The output must reproduce each line of the data word for word.

## Saved entries

——

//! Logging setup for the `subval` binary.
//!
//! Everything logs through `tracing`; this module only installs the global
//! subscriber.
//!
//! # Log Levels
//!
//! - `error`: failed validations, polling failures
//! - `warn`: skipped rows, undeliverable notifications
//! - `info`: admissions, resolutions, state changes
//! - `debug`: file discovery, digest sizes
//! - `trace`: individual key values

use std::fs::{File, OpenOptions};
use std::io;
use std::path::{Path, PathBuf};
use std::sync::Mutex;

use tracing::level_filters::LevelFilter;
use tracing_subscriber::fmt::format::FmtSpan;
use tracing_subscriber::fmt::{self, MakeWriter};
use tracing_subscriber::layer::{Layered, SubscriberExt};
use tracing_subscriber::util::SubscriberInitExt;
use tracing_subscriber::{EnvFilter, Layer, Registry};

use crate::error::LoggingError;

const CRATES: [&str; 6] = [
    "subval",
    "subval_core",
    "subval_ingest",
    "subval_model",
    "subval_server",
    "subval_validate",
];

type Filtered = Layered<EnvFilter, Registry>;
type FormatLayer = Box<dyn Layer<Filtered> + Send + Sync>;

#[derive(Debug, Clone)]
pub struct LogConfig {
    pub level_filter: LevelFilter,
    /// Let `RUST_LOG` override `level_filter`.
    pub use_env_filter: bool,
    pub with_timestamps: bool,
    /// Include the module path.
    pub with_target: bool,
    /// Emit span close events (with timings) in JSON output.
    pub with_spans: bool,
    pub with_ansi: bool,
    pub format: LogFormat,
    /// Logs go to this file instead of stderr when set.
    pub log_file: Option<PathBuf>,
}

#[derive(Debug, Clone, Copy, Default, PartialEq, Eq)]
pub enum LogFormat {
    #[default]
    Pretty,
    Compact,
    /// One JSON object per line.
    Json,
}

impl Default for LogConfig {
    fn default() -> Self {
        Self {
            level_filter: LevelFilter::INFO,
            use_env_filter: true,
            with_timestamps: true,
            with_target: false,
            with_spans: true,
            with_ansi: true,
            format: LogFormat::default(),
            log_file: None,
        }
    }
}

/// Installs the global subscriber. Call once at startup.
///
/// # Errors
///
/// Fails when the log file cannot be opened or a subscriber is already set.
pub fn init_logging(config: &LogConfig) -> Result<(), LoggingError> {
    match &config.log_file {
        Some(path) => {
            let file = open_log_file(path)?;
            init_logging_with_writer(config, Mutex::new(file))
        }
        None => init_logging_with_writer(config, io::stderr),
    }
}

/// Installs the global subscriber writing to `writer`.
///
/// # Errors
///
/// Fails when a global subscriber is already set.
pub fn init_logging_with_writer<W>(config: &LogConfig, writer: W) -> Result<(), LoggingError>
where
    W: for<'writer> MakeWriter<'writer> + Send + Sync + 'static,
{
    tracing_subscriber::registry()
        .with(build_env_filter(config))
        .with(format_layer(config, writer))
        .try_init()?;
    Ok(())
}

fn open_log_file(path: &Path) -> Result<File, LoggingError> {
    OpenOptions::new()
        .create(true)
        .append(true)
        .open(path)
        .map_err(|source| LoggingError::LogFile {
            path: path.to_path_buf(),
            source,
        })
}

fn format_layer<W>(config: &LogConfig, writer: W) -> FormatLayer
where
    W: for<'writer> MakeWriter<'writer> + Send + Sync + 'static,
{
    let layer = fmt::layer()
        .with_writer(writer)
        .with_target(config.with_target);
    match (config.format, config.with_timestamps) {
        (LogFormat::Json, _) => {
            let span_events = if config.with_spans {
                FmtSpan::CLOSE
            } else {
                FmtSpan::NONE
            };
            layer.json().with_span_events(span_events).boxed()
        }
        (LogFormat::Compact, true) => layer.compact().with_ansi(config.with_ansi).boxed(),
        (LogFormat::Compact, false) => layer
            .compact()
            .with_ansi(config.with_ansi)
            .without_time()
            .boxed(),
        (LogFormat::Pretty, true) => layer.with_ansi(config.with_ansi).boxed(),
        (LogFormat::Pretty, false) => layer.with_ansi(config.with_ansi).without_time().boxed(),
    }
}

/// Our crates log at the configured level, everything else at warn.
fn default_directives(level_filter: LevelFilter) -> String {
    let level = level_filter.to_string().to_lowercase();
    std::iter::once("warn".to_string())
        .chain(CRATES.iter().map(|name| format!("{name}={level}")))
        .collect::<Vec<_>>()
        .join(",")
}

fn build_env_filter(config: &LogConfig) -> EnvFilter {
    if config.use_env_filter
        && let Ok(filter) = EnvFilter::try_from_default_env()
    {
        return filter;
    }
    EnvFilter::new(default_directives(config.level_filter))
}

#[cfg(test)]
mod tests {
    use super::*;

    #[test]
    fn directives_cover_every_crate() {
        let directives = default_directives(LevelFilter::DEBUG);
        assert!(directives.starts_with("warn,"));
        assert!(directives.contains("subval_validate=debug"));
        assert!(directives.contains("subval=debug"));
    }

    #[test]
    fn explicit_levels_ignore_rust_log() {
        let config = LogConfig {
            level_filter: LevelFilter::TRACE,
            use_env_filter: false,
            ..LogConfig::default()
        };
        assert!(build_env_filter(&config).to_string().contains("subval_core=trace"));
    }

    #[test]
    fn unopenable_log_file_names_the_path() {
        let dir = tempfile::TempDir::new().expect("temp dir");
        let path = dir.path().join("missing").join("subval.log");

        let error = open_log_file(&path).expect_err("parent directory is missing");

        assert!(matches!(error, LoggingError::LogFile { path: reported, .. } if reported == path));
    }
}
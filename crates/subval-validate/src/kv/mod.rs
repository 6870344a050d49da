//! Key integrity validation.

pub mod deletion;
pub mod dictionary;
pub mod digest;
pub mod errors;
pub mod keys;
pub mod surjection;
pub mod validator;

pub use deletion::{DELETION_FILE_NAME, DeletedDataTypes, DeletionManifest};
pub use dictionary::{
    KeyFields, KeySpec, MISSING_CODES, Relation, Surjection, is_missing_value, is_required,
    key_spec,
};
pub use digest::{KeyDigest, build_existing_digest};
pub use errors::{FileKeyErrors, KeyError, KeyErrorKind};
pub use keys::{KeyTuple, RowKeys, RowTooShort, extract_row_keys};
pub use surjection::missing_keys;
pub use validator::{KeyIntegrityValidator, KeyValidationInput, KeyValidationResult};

——

## Expected answer
//! Logging setup for the `subval` binary.
//!
//! Everything logs through `tracing`; this module only installs the global
//! subscriber.
//!
//! # Log Levels
//!
//! - `error`: failed validations, polling failures
//! - `warn`: skipped rows, undeliverable notifications
//! - `info`: admissions, resolutions, state changes
//! - `debug`: file discovery, digest sizes
//! - `trace`: individual key values

use std::fs::{File, OpenOptions};
use std::io;
use std::path::{Path, PathBuf};
use std::sync::Mutex;

use tracing::level_filters::LevelFilter;
use tracing_subscriber::fmt::format::FmtSpan;
use tracing_subscriber::fmt::{self, MakeWriter};
use tracing_subscriber::layer::{Layered, SubscriberExt};
use tracing_subscriber::util::SubscriberInitExt;
use tracing_subscriber::{EnvFilter, Layer, Registry};

use crate::error::LoggingError;

const CRATES: [&str; 6] = [
    "subval",
    "subval_core",
    "subval_ingest",
    "subval_model",
    "subval_server",
    "subval_validate",
];

type Filtered = Layered<EnvFilter, Registry>;
type FormatLayer = Box<dyn Layer<Filtered> + Send + Sync>;

#[derive(Debug, Clone)]
pub struct LogConfig {
    pub level_filter: LevelFilter,
    /// Let `RUST_LOG` override `level_filter`.
    pub use_env_filter: bool,
    pub with_timestamps: bool,
    /// Include the module path.
    pub with_target: bool,
    /// Emit span close events (with timings) in JSON output.
    pub with_spans: bool,
    pub with_ansi: bool,
    pub format: LogFormat,
    /// Logs go to this file instead of stderr when set.
    pub log_file: Option<PathBuf>,
}

#[derive(Debug, Clone, Copy, Default, PartialEq, Eq)]
pub enum LogFormat {
    #[default]
    Pretty,
    Compact,
    /// One JSON object per line.
    Json,
}

impl Default for LogConfig {
    fn default() -> Self {
        Self {
            level_filter: LevelFilter::INFO,
            use_env_filter: true,
            with_timestamps: true,
            with_target: false,
            with_spans: true,
            with_ansi: true,
            format: LogFormat::default(),
            log_file: None,
        }
    }
}

/// Installs the global subscriber. Call once at startup.
///
/// # Errors
///
/// Fails when the log file cannot be opened or a subscriber is already set.
pub fn init_logging(config: &LogConfig) -> Result<(), LoggingError> {
    match &config.log_file {
        Some(path) => {
            let file = open_log_file(path)?;
            init_logging_with_writer(config, Mutex::new(file))
        }
        None => init_logging_with_writer(config, io::stderr),
    }
}

/// Installs the global subscriber writing to `writer`.
///
/// # Errors
///
/// Fails when a global subscriber is already set.
pub fn init_logging_with_writer<W>(config: &LogConfig, writer: W) -> Result<(), LoggingError>
where
    W: for<'writer> MakeWriter<'writer> + Send + Sync + 'static,
{
    tracing_subscriber::registry()
        .with(build_env_filter(config))
        .with(format_layer(config, writer))
        .try_init()?;
    Ok(())
}

fn open_log_file(path: &Path) -> Result<File, LoggingError> {
    OpenOptions::new()
        .create(true)
        .append(true)
        .open(path)
        .map_err(|source| LoggingError::LogFile {
            path: path.to_path_buf(),
            source,
        })
}

fn format_layer<W>(config: &LogConfig, writer: W) -> FormatLayer
where
    W: for<'writer> MakeWriter<'writer> + Send + Sync + 'static,
{
    let layer = fmt::layer()
        .with_writer(writer)
        .with_target(config.with_target);
    match (config.format, config.with_timestamps) {
        (LogFormat::Json, _) => {
            let span_events = if config.with_spans {
                FmtSpan::CLOSE
            } else {
                FmtSpan::NONE
            };
            layer.json().with_span_events(span_events).boxed()
        }
        (LogFormat::Compact, true) => layer.compact().with_ansi(config.with_ansi).boxed(),
        (LogFormat::Compact, false) => layer
            .compact()
            .with_ansi(config.with_ansi)
            .without_time()
            .boxed(),
        (LogFormat::Pretty, true) => layer.with_ansi(config.with_ansi).boxed(),
        (LogFormat::Pretty, false) => layer.with_ansi(config.with_ansi).without_time().boxed(),
    }
}

/// Our crates log at the configured level, everything else at warn.
fn default_directives(level_filter: LevelFilter) -> String {
    let level = level_filter.to_string().to_lowercase();
    std::iter::once("warn".to_string())
        .chain(CRATES.iter().map(|name| format!("{name}={level}")))
        .collect::<Vec<_>>()
        .join(",")
}

fn build_env_filter(config: &LogConfig) -> EnvFilter {
    if config.use_env_filter
        && let Ok(filter) = EnvFilter::try_from_default_env()
    {
        return filter;
    }
    EnvFilter::new(default_directives(config.level_filter))
}

#[cfg(test)]
mod tests {
    use super::*;

    #[test]
    fn directives_cover_every_crate() {
        let directives = default_directives(LevelFilter::DEBUG);
        assert!(directives.starts_with("warn,"));
        assert!(directives.contains("subval_validate=debug"));
        assert!(directives.contains("subval=debug"));
    }

    #[test]
    fn explicit_levels_ignore_rust_log() {
        let config = LogConfig {
            level_filter: LevelFilter::TRACE,
            use_env_filter: false,
            ..LogConfig::default()
        };
        assert!(build_env_filter(&config).to_string().contains("subval_core=trace"));
    }

    #[test]
    fn unopenable_log_file_names_the_path() {
        let dir = tempfile::TempDir::new().expect("temp dir");
        let path = dir.path().join("missing").join("subval.log");

        let error = open_log_file(&path).expect_err("parent directory is missing");

        assert!(matches!(error, LoggingError::LogFile { path: reported, .. } if reported == path));
    }
}
filename crates/subval-validate/src/kv/mod.rs
repository 6870344a050d49da
//! Key integrity validation.

pub mod deletion;
pub mod dictionary;
pub mod digest;
pub mod errors;
pub mod keys;
pub mod surjection;
pub mod validator;

pub use deletion::{DELETION_FILE_NAME, DeletedDataTypes, DeletionManifest};
pub use dictionary::{
    KeyFields, KeySpec, MISSING_CODES, Relation, Surjection, is_missing_value, is_required,
    key_spec,
};
pub use digest::{KeyDigest, build_existing_digest};
pub use errors::{FileKeyErrors, KeyError, KeyErrorKind};
pub use keys::{KeyTuple, RowKeys, RowTooShort, extract_row_keys};
pub use surjection::missing_keys;
pub use validator::{KeyIntegrityValidator, KeyValidationInput, KeyValidationResult};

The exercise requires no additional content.